Exercise description: Every word of every entry must be retyped exactly.

Data provided:
Start of Block
// Copyright (c) 2026 Robert L. Snyder, Sierra Vista, AZ
// Licensed under the MIT License. See LICENSE file in the project root for details.

//! Tracks: one clip slot per scene, routed to a hardware output.
//!
//! A track plays at most one clip at a time. Its output device is held by
//! name and resolved through the device manager on every send, so renames and
//! unplugged devices are picked up without rebinding.

use std::collections::HashMap;

use rand::Rng;
use tracing::debug;
use uuid::Uuid;

use super::clip::Clip;
use super::event::SequenceEvent;
use super::pending::{PendingNoteOff, PendingNoteOffs};
use crate::error::{Result, SequencerError};
use crate::hardware::HardwareDeviceManager;
use crate::midi::MidiMessage;

/// A note held on an input device while a clip records
#[derive(Debug, Clone, Copy)]
struct HeldNote {
    clip_index: usize,
    /// Clip-local start
    start_beats: f64,
    /// Clock beat of the note-on
    started_at: f64,
    velocity: u8,
}

/// A sequencer track
#[derive(Debug)]
pub struct Track {
    id: Uuid,
    name: String,
    /// Clips, indexed by scene
    clips: Vec<Clip>,
    output_device_name: Option<String>,
    input_monitoring: bool,
    dropped_messages: u64,
    /// Keyed by (wire channel, note)
    held_notes: HashMap<(u8, u8), HeldNote>,
}

impl Track {
    /// Create track `index` (zero based) with one empty clip per scene
    pub fn new(index: usize, num_scenes: usize) -> Self {
        let name = format!("Track {}", index + 1);
        let clips = (0..num_scenes)
            .map(|i| Clip::new(format!("{} Clip {}", name, i + 1)))
            .collect();
        Self {
            id: Uuid::new_v4(),
            name,
            clips,
            output_device_name: None,
            input_monitoring: false,
            dropped_messages: 0,
            held_notes: HashMap::new(),
        }
    }

    pub fn id(&self) -> Uuid {
        self.id
    }

    pub fn name(&self) -> &str {
        &self.name
    }

    pub fn clips(&self) -> &[Clip] {
        &self.clips
    }

    pub fn num_clips(&self) -> usize {
        self.clips.len()
    }

    pub fn clip(&self, index: usize) -> Result<&Clip> {
        let len = self.clips.len();
        self.clips
            .get(index)
            .ok_or(SequencerError::SceneOutOfRange { index, len })
    }

    pub fn clip_mut(&mut self, index: usize) -> Result<&mut Clip> {
        let len = self.clips.len();
        self.clips
            .get_mut(index)
            .ok_or(SequencerError::SceneOutOfRange { index, len })
    }

    /// Index of the clip currently playing, if any
    pub fn playing_clip_index(&self) -> Option<usize> {
        self.clips.iter().position(|c| c.is_playing())
    }

    /// Play clip `index`, stopping whichever clip was playing
    pub fn play_clip(&mut self, index: usize) -> Result<()> {
        self.clip(index)?;
        for (i, clip) in self.clips.iter_mut().enumerate() {
            if i != index && clip.is_playing() {
                clip.stop();
            }
        }
        self.clips[index].play();
        Ok(())
    }

    pub fn stop_clip(&mut self, index: usize) -> Result<()> {
        self.clip_mut(index)?.stop();
        self.held_notes.retain(|_, held| held.clip_index != index);
        Ok(())
    }

    /// Play clip `index` if it is stopped, stop it otherwise
    pub fn toggle_clip(&mut self, index: usize) -> Result<()> {
        if self.clip(index)?.is_playing() {
            self.stop_clip(index)
        } else {
            self.play_clip(index)
        }
    }

    pub fn stop_all_clips(&mut self) {
        for clip in &mut self.clips {
            clip.stop();
        }
        self.held_notes.clear();
    }

    /// Start recording into clip `index`, which becomes the playing clip
    pub fn start_recording(&mut self, index: usize) -> Result<()> {
        if !self.clip(index)?.is_playing() {
            self.play_clip(index)?;
        }
        self.clips[index].start_recording();
        Ok(())
    }

    pub fn stop_recording(&mut self, index: usize) -> Result<()> {
        self.clip_mut(index)?.stop_recording();
        self.held_notes.retain(|_, held| held.clip_index != index);
        Ok(())
    }

    pub fn output_device_name(&self) -> Option<&str> {
        self.output_device_name.as_deref()
    }

    /// Bind the track to an output device by name or short name
    pub fn set_output_device_name(&mut self, name: Option<String>) {
        self.output_device_name = name;
    }

    pub fn input_monitoring(&self) -> bool {
        self.input_monitoring
    }

    pub fn set_input_monitoring(&mut self, enabled: bool) {
        self.input_monitoring = enabled;
        if !enabled {
            self.held_notes.clear();
        }
    }

    /// Messages dropped because the output device was missing or failed
    pub fn dropped_messages(&self) -> u64 {
        self.dropped_messages
    }

    /// Send a message to the bound output device.
    ///
    /// Never fails: an unbound, unknown or closed device drops the message and
    /// bumps the drop counter.
    pub fn send_midi_message(
        &mut self,
        devices: &mut HardwareDeviceManager,
        message: &MidiMessage,
    ) -> bool {
        let sent = match self.output_device_name.as_deref() {
            Some(name) => match devices.output_device_mut(name) {
                Some(device) => device.send_message(message),
                None => false,
            },
            None => false,
        };
        if !sent {
            self.dropped_messages += 1;
        }
        sent
    }

    /// Play the beat range `[start_beats, end_beats)` on the playing clip.
    ///
    /// Note-ons go out immediately; their note-offs are registered in
    /// `pending`. Returns the number of note-ons sent.
    pub fn process_slice<R: Rng + ?Sized>(
        &mut self,
        track_index: usize,
        start_beats: f64,
        end_beats: f64,
        rng: &mut R,
        devices: &mut HardwareDeviceManager,
        pending: &mut PendingNoteOffs,
    ) -> usize {
        let Some(index) = self.playing_clip_index() else {
            return 0;
        };

        let triggers = self.clips[index].process_slice(start_beats, end_beats, rng);
        let mut sent = 0;
        for trigger in triggers {
            let note_on = MidiMessage::note_on(trigger.channel, trigger.note, trigger.velocity);
            if self.send_midi_message(devices, &note_on) {
                sent += 1;
                pending.register(PendingNoteOff {
                    track_index,
                    channel: trigger.channel,
                    note: trigger.note,
                    due_beats: trigger.at_beats + trigger.duration_beats,
                });
            }
        }
        sent
    }

    /// Handle a message from an input device.
    ///
    /// With input monitoring on, the message is echoed to the output device
    /// and notes are captured into the playing clip while it records.
    /// `clock_beats` is the current absolute playhead.
    pub fn handle_input(
        &mut self,
        message: &MidiMessage,
        clock_beats: f64,
        devices: &mut HardwareDeviceManager,
    ) {
        if !self.input_monitoring {
            return;
        }
        self.send_midi_message(devices, message);

        match *message {
            MidiMessage::NoteOn {
                channel,
                note,
                velocity,
            } => {
                let Some(index) = self.playing_clip_index() else {
                    return;
                };
                let clip = &self.clips[index];
                if clip.is_recording() {
                    self.held_notes.insert(
                        (channel, note),
                        HeldNote {
                            clip_index: index,
                            start_beats: clip.playhead_beats(),
                            started_at: clock_beats,
                            velocity,
                        },
                    );
                }
            }
            MidiMessage::NoteOff { channel, note, .. } => {
                if let Some(held) = self.held_notes.remove(&(channel, note)) {
                    self.record_note(held, channel, note, clock_beats);
                }
            }
            _ => {}
        }
    }

    fn record_note(&mut self, held: HeldNote, channel: u8, note: u8, clock_beats: f64) {
        let Some(clip) = self.clips.get_mut(held.clip_index) else {
            return;
        };
        if !clip.is_recording() {
            return;
        }
        let duration = (clock_beats - held.started_at).max(clip.quantization_step());
        match SequenceEvent::new(held.start_beats, note, held.velocity, duration) {
            Ok(event) => {
                let event = event.with_channel(channel as i64 + 1);
                debug!(track = %self.name, note, start = held.start_beats, duration, "recorded note");
                clip.add_event(event);
            }
            Err(e) => debug!(track = %self.name, "discarded recorded note: {}", e),
        }
    }
}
End of Block
Expected answer:
// Copyright (c) 2026 Robert L. Snyder, Sierra Vista, AZ
// Licensed under the MIT License. See LICENSE file in the project root for details.

//! Tracks: one clip slot per scene, routed to a hardware output.
//!
//! A track plays at most one clip at a time. Its output device is held by
//! name and resolved through the device manager on every send, so renames and
//! unplugged devices are picked up without rebinding.

use std::collections::HashMap;

use rand::Rng;
use tracing::debug;
use uuid::Uuid;

use super::clip::Clip;
use super::event::SequenceEvent;
use super::pending::{PendingNoteOff, PendingNoteOffs};
use crate::error::{Result, SequencerError};
use crate::hardware::HardwareDeviceManager;
use crate::midi::MidiMessage;

/// A note held on an input device while a clip records
#[derive(Debug, Clone, Copy)]
struct HeldNote {
    clip_index: usize,
    /// Clip-local start
    start_beats: f64,
    /// Clock beat of the note-on
    started_at: f64,
    velocity: u8,
}

/// A sequencer track
#[derive(Debug)]
pub struct Track {
    id: Uuid,
    name: String,
    /// Clips, indexed by scene
    clips: Vec<Clip>,
    output_device_name: Option<String>,
    input_monitoring: bool,
    dropped_messages: u64,
    /// Keyed by (wire channel, note)
    held_notes: HashMap<(u8, u8), HeldNote>,
}

impl Track {
    /// Create track `index` (zero based) with one empty clip per scene
    pub fn new(index: usize, num_scenes: usize) -> Self {
        let name = format!("Track {}", index + 1);
        let clips = (0..num_scenes)
            .map(|i| Clip::new(format!("{} Clip {}", name, i + 1)))
            .collect();
        Self {
            id: Uuid::new_v4(),
            name,
            clips,
            output_device_name: None,
            input_monitoring: false,
            dropped_messages: 0,
            held_notes: HashMap::new(),
        }
    }

    pub fn id(&self) -> Uuid {
        self.id
    }

    pub fn name(&self) -> &str {
        &self.name
    }

    pub fn clips(&self) -> &[Clip] {
        &self.clips
    }

    pub fn num_clips(&self) -> usize {
        self.clips.len()
    }

    pub fn clip(&self, index: usize) -> Result<&Clip> {
        let len = self.clips.len();
        self.clips
            .get(index)
            .ok_or(SequencerError::SceneOutOfRange { index, len })
    }

    pub fn clip_mut(&mut self, index: usize) -> Result<&mut Clip> {
        let len = self.clips.len();
        self.clips
            .get_mut(index)
            .ok_or(SequencerError::SceneOutOfRange { index, len })
    }

    /// Index of the clip currently playing, if any
    pub fn playing_clip_index(&self) -> Option<usize> {
        self.clips.iter().position(|c| c.is_playing())
    }

    /// Play clip `index`, stopping whichever clip was playing
    pub fn play_clip(&mut self, index: usize) -> Result<()> {
        self.clip(index)?;
        for (i, clip) in self.clips.iter_mut().enumerate() {
            if i != index && clip.is_playing() {
                clip.stop();
            }
        }
        self.clips[index].play();
        Ok(())
    }

    pub fn stop_clip(&mut self, index: usize) -> Result<()> {
        self.clip_mut(index)?.stop();
        self.held_notes.retain(|_, held| held.clip_index != index);
        Ok(())
    }

    /// Play clip `index` if it is stopped, stop it otherwise
    pub fn toggle_clip(&mut self, index: usize) -> Result<()> {
        if self.clip(index)?.is_playing() {
            self.stop_clip(index)
        } else {
            self.play_clip(index)
        }
    }

    pub fn stop_all_clips(&mut self) {
        for clip in &mut self.clips {
            clip.stop();
        }
        self.held_notes.clear();
    }

    /// Start recording into clip `index`, which becomes the playing clip
    pub fn start_recording(&mut self, index: usize) -> Result<()> {
        if !self.clip(index)?.is_playing() {
            self.play_clip(index)?;
        }
        self.clips[index].start_recording();
        Ok(())
    }

    pub fn stop_recording(&mut self, index: usize) -> Result<()> {
        self.clip_mut(index)?.stop_recording();
        self.held_notes.retain(|_, held| held.clip_index != index);
        Ok(())
    }

    pub fn output_device_name(&self) -> Option<&str> {
        self.output_device_name.as_deref()
    }

    /// Bind the track to an output device by name or short name
    pub fn set_output_device_name(&mut self, name: Option<String>) {
        self.output_device_name = name;
    }

    pub fn input_monitoring(&self) -> bool {
        self.input_monitoring
    }

    pub fn set_input_monitoring(&mut self, enabled: bool) {
        self.input_monitoring = enabled;
        if !enabled {
            self.held_notes.clear();
        }
    }

    /// Messages dropped because the output device was missing or failed
    pub fn dropped_messages(&self) -> u64 {
        self.dropped_messages
    }

    /// Send a message to the bound output device.
    ///
    /// Never fails: an unbound, unknown or closed device drops the message and
    /// bumps the drop counter.
    pub fn send_midi_message(
        &mut self,
        devices: &mut HardwareDeviceManager,
        message: &MidiMessage,
    ) -> bool {
        let sent = match self.output_device_name.as_deref() {
            Some(name) => match devices.output_device_mut(name) {
                Some(device) => device.send_message(message),
                None => false,
            },
            None => false,
        };
        if !sent {
            self.dropped_messages += 1;
        }
        sent
    }

    /// Play the beat range `[start_beats, end_beats)` on the playing clip.
    ///
    /// Note-ons go out immediately; their note-offs are registered in
    /// `pending`. Returns the number of note-ons sent.
    pub fn process_slice<R: Rng + ?Sized>(
        &mut self,
        track_index: usize,
        start_beats: f64,
        end_beats: f64,
        rng: &mut R,
        devices: &mut HardwareDeviceManager,
        pending: &mut PendingNoteOffs,
    ) -> usize {
        let Some(index) = self.playing_clip_index() else {
            return 0;
        };

        let triggers = self.clips[index].process_slice(start_beats, end_beats, rng);
        let mut sent = 0;
        for trigger in triggers {
            let note_on = MidiMessage::note_on(trigger.channel, trigger.note, trigger.velocity);
            if self.send_midi_message(devices, &note_on) {
                sent += 1;
                pending.register(PendingNoteOff {
                    track_index,
                    channel: trigger.channel,
                    note: trigger.note,
                    due_beats: trigger.at_beats + trigger.duration_beats,
                });
            }
        }
        sent
    }

    /// Handle a message from an input device.
    ///
    /// With input monitoring on, the message is echoed to the output device
    /// and notes are captured into the playing clip while it records.
    /// `clock_beats` is the current absolute playhead.
    pub fn handle_input(
        &mut self,
        message: &MidiMessage,
        clock_beats: f64,
        devices: &mut HardwareDeviceManager,
    ) {
        if !self.input_monitoring {
            return;
        }
        self.send_midi_message(devices, message);

        match *message {
            MidiMessage::NoteOn {
                channel,
                note,
                velocity,
            } => {
                let Some(index) = self.playing_clip_index() else {
                    return;
                };
                let clip = &self.clips[index];
                if clip.is_recording() {
                    self.held_notes.insert(
                        (channel, note),
                        HeldNote {
                            clip_index: index,
                            start_beats: clip.playhead_beats(),
                            started_at: clock_beats,
                            velocity,
                        },
                    );
                }
            }
            MidiMessage::NoteOff { channel, note, .. } => {
                if let Some(held) = self.held_notes.remove(&(channel, note)) {
                    self.record_note(held, channel, note, clock_beats);
                }
            }
            _ => {}
        }
    }

    fn record_note(&mut self, held: HeldNote, channel: u8, note: u8, clock_beats: f64) {
        let Some(clip) = self.clips.get_mut(held.clip_index) else {
            return;
        };
        if !clip.is_recording() {
            return;
        }
        let duration = (clock_beats - held.started_at).max(clip.quantization_step());
        match SequenceEvent::new(held.start_beats, note, held.velocity, duration) {
            Ok(event) => {
                let event = event.with_channel(channel as i64 + 1);
                debug!(track = %self.name, note, start = held.start_beats, duration, "recorded note");
                clip.add_event(event);
            }
            Err(e) => debug!(track = %self.name, "discarded recorded note: {}", e),
        }
    }
}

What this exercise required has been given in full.